As she went up the stairs the telephone rang.

Pascoe said, 'I'll get it.'

He picked up the receiver, spoke briefly, listened rather longer and was back in the lounge by the time Ellie returned.

'Anything important?' she asked, retrieving her whisky.

'Probably not. Just sheer curiosity on my part. Though on the other hand it is rather odd.'

'Do I get three guesses?' enquired Ellie after a moment.

'Sorry,' said Pascoe. 'I was just thinking deep thoughts, that's all. No, it was your mentioning that chap Burke. I knew it rang a bell. I rang the station and asked them to check if they could. It didn't take long. Someone there was actually on the case.'

'Case?'

'Well, not a case, exactly. But there was an inquest. This chap Burke fell off a decorator's ladder outside his house and broke his neck. Verdict, accidental death. No suspicious circumstances.'

'So?'

'Well, as you said, it's a bit odd, coming on top of what Elgood's been saying. Particularly as it seems that Mr Burke was assistant to Mr Eagles, the Chief Accountant.'

'And Aldermann got
that
job?'

'That's right,' said Pascoe. 'Of course, it doesn't mean anything.'

'No, it probably doesn't,' said Ellie. 'Elgood didn't even mention it, did he?'

'No. That's true. I'll mention it to him though,' said Pascoe. 'By the way, as a matter of interest, when are you seeing this Aldermann woman again.'

'Daphne? We're having coffee together tomorrow. Why?'

'Nothing. What was your impression, by the way.'

'I told you. I liked her. Lively and bright, blinkered of course, but far from stupid. Why do you ask?'

'It's just that Wield described her as a very pleasant, ordinary, upper-middle-class wife, almost a stereotype. She didn't sound your cup of tea, that's all.'

'Wield said that? Well, I suppose the presence of the fuzz is always inhibiting. Did he tell you how sexy she was?'

'Sexy?' said Pascoe, surprised. 'No, there wasn't the slightest suggestion ... in fact, he seemed to think she was rather plain and homely. You thought her sexy?'

'Oh yes. Not in a moist-mouth-look-at-me-shaking-my-great-tits way, but definitely sexy. Of course, Wield might well not notice.'

'Why not?'

But Ellie only smiled and rose to pour some more whisky into her glass.

 

 

8

 

BLUE MOON

 

(Hybrid tea. Richly-scented, lilac-blue blossoms, perhaps an acquired taste.)

 

When Pascoe arrived at the
Perfecta
plant early the following afternoon, he found it as silent as a Welsh Sunday.

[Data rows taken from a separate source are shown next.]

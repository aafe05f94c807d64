//! Plain-text rendering shared by the extract and summary commands.

use std::fmt::Write;

use et_core::{Diagnostics, EventRecord, Report, RollUp, Summary};

const SEPARATOR_WIDTH: usize = 80;

fn rule() -> String {
    "-".repeat(SEPARATOR_WIDTH)
}

/// Record counts per bucket plus what the pass could not use.
pub fn format_overview(report: &Report) -> String {
    let mut out = String::new();
    let diagnostics: &Diagnostics = &report.extraction.diagnostics;

    let _ = writeln!(out, "Extracted {} records", report.extraction.records.len());
    let _ = writeln!(
        out,
        "Lines: {} (inert {}), orphan terminators: {}, unterminated intervals: {}",
        diagnostics.lines,
        diagnostics.inert_lines,
        diagnostics.orphan_terminators,
        diagnostics.unterminated
    );
    let _ = writeln!(out, "Records by bucket:");
    for (name, records) in report.buckets.iter() {
        let _ = writeln!(out, "  {name}: {}", records.len());
    }
    out
}

fn format_rollup(out: &mut String, label: &str, rollup: &RollUp) {
    let _ = writeln!(
        out,
        "{label}: {} total, {} success, {} failed, {} skipped, {:.2}s (avg {:.2}s)",
        rollup.total,
        rollup.success_count,
        rollup.failed_count,
        rollup.skipped_count,
        rollup.total_time,
        rollup.avg_time
    );
}

/// Per-category statistics table followed by the roll-ups.
pub fn format_statistics_table(summary: &Summary) -> String {
    let mut out = String::new();
    let _ = writeln!(out, "Statistics by type (skipped records carry no time):");
    let _ = writeln!(out, "{}", rule());
    let _ = writeln!(
        out,
        "{:<30} {:>7} {:>7} {:>7} {:>10} {:>10} {:>10} {:>10}",
        "type", "success", "failed", "skipped", "total(s)", "avg(s)", "min(s)", "max(s)"
    );
    let _ = writeln!(out, "{}", rule());

    for (kind, stats) in &summary.categories {
        let _ = writeln!(
            out,
            "{:<30} {:>7} {:>7} {:>7} {:>10.2} {:>10.2} {:>10.2} {:>10.2}",
            kind.as_str(),
            stats.count,
            stats.failed_count,
            stats.skipped_count,
            stats.total_time,
            stats.avg_time,
            stats.min_time,
            stats.max_time
        );
    }

    let _ = writeln!(out, "{}", rule());
    format_rollup(&mut out, "tools", &summary.tools);
    format_rollup(&mut out, "knowledge", &summary.knowledge);
    format_rollup(&mut out, "total", &summary.total);
    out
}

/// The first `limit` records in emission order.
pub fn format_preview(records: &[EventRecord], limit: usize) -> String {
    let mut out = String::new();
    let shown = records.len().min(limit);
    let _ = writeln!(out, "First {shown} of {} records:", records.len());
    let _ = writeln!(out, "{}", rule());
    let _ = writeln!(
        out,
        "{:>4}  {:<36}  {:<30}  {:<19}  {:>11}  {:>6}",
        "#", "node_id", "type", "start", "duration(s)", "line"
    );
    let _ = writeln!(out, "{}", rule());

    for (i, record) in records.iter().take(limit).enumerate() {
        let _ = writeln!(
            out,
            "{:>4}  {:<36}  {:<30}  {:<19}  {:>11.2}  {:>6}",
            i + 1,
            record.node_id.as_str(),
            record.kind.as_str(),
            record.start_time.format("%Y-%m-%d %H:%M:%S").to_string(),
            record.duration_secs(),
            record.start_line
        );
    }
    out
}

#[cfg(test)]
mod tests {
    use super::*;
    use et_core::extract_lines;
    use insta::assert_snapshot;

    const TOOL: &str = "11111111-2222-3333-4444-555555555555";
    const LLM: &str = "aaaaaaaa-bbbb-cccc-dddd-eeeeeeeeeeee";

    fn sample_report() -> Report {
        Report::build(extract_lines(vec![
            format!("2025-01-01 10:00:00.000000 tool_enhancement_node [{TOOL}] started"),
            format!("2025-01-01 10:00:01.250000 Tool calls in [{TOOL}] finished"),
            format!("2025-01-01 10:00:01.250000 LLM call with tool messages [{LLM}] started"),
            format!("2025-01-01 10:00:04.000000 LLM call with tool messages [{LLM}] ended"),
            "no timestamp here".to_string(),
        ]))
    }

    #[test]
    fn overview_lists_every_bucket() {
        let output = format_overview(&sample_report());
        assert_snapshot!(output, @r"
        Extracted 3 records
        Lines: 5 (inert 1), orphan terminators: 0, unterminated intervals: 0
        Records by bucket:
          tool_complete: 1
          tool_finished: 1
          tool_failed: 0
          skipped: 0
          llm_call: 1
          method1: 0
          method2: 0
          method2_discarded: 0
          knowledge: 0
          all: 1
          all_success: 1
        ");
    }

    #[test]
    fn statistics_table_rows_and_rollups() {
        let output = format_statistics_table(&sample_report().summary);
        let lines: Vec<&str> = output.lines().collect();

        assert_eq!(lines[0], "Statistics by type (skipped records carry no time):");
        assert!(lines[2].starts_with("type "));
        assert!(lines[4].starts_with("tool_enhancement_finished "));
        assert!(lines[4].ends_with("1.25"));
        assert!(lines[5].starts_with("tool_enhancement_complete "));
        assert!(lines[5].ends_with("4.00"));
        assert!(lines[6].starts_with("llm_call "));
        assert!(lines[6].ends_with("2.75"));
        assert!(output.contains("tools: 2 total, 2 success, 0 failed, 0 skipped, 5.25s"));
        assert!(output.contains("knowledge: 0 total, 0 success, 0 failed, 0 skipped, 0.00s (avg 0.00s)"));
        assert!(output.contains("total: 3 total, 3 success, 0 failed, 0 skipped, 8.00s (avg 2.67s)"));
    }

    #[test]
    fn preview_respects_limit() {
        let report = sample_report();
        let output = format_preview(&report.extraction.records, 2);
        let lines: Vec<&str> = output.lines().collect();

        assert_eq!(lines[0], "First 2 of 3 records:");
        assert_eq!(lines.len(), 6);
        assert!(lines[4].contains(TOOL));
        assert!(lines[4].contains("tool_enhancement_finished"));
        assert!(lines[4].contains("2025-01-01 10:00:00"));
        assert!(lines[5].contains(LLM));
        assert!(lines[5].ends_with("3"));
    }
}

He hung around a small foyer for a few minutes, coughing loudly as he pretended to examine a small display of lavatorial artefacts, many of them with the Elgoodware insignium. Finally an early-middle-aged woman in a severe black and white outfit arrived and said in a matching voice. 'Mr Pascoe? I'm Bridget Dominic, Mr Elgood's secretary. Would you follow me, please?'

Pascoe obeyed, feeling like a hen-pecked husband as he lengthened his stride to keep up with the swift-walking woman, a picture reinforced by the large plastic carrier bag he was carrying. After Dalziel's hints of Dandy Dick's sultanic habits, he found Miss Dominic a bit of a disappointment. Perhaps advancing age had brought Elgood into the realm of erotic discipline. Miss Dominic wasn't a bad name for a good whipper.

They went up several flights of stairs (didn't they have lifts?) and arrived at a door with Elgood's name writ large on the frosted glass. This opened on to what was clearly Miss Dominic's own office. Pascoe was surprised at its dinginess. He'd have expected Dandy Dick to put on a bit more of a display. Or perhaps it was simply a delayer, like a landscape gardener's tortuous and narrow path before the trees open wide for the surprise view. Miss Dominic knocked. The door was flung open. The view was a surprise.

Elgood, looking most undandified, stood there jacketless, with his waistcoat undone, his tie awry, his hair ruffled, and an amber-liquored glass in his hand.

For one moment Pascoe thought they must have caught him - how had Dalziel put it? - tupping a typist in his in-tray.

'Come in, come in,' said Elgood irritably. 'Thank you, Miss Dominic.'

The secretary retreated. Elgood closed the door behind her and said, 'Have a chair. Have a drink. And don't say "not on duty". It's Lucozade. I like to keep my energy up. Sit down. Sit down.'

Pascoe sat down. The room was bigger and pleasanter than the outer office, but still no state apartment. Nice carpet; pretty curtains framing a pleasant view once the eye travelled beyond the industrialized foreground and the suburbanized middle-distance to the rich blue-green of the pastoral horizon; walls papered a bit like an Indian restaurant and hung with some rather gaudy still-lifes and a big photograph of a fiftyish-suited group formally arranged outside a works gate over which arched in letters of wrought iron the name
Elgood.

Elgood poured Pascoe a Lucozade and sat himself behind an old-fashioned, very sturdy desk. There was a sheet of newspaper opened on it and on the paper a half-eaten pork pie.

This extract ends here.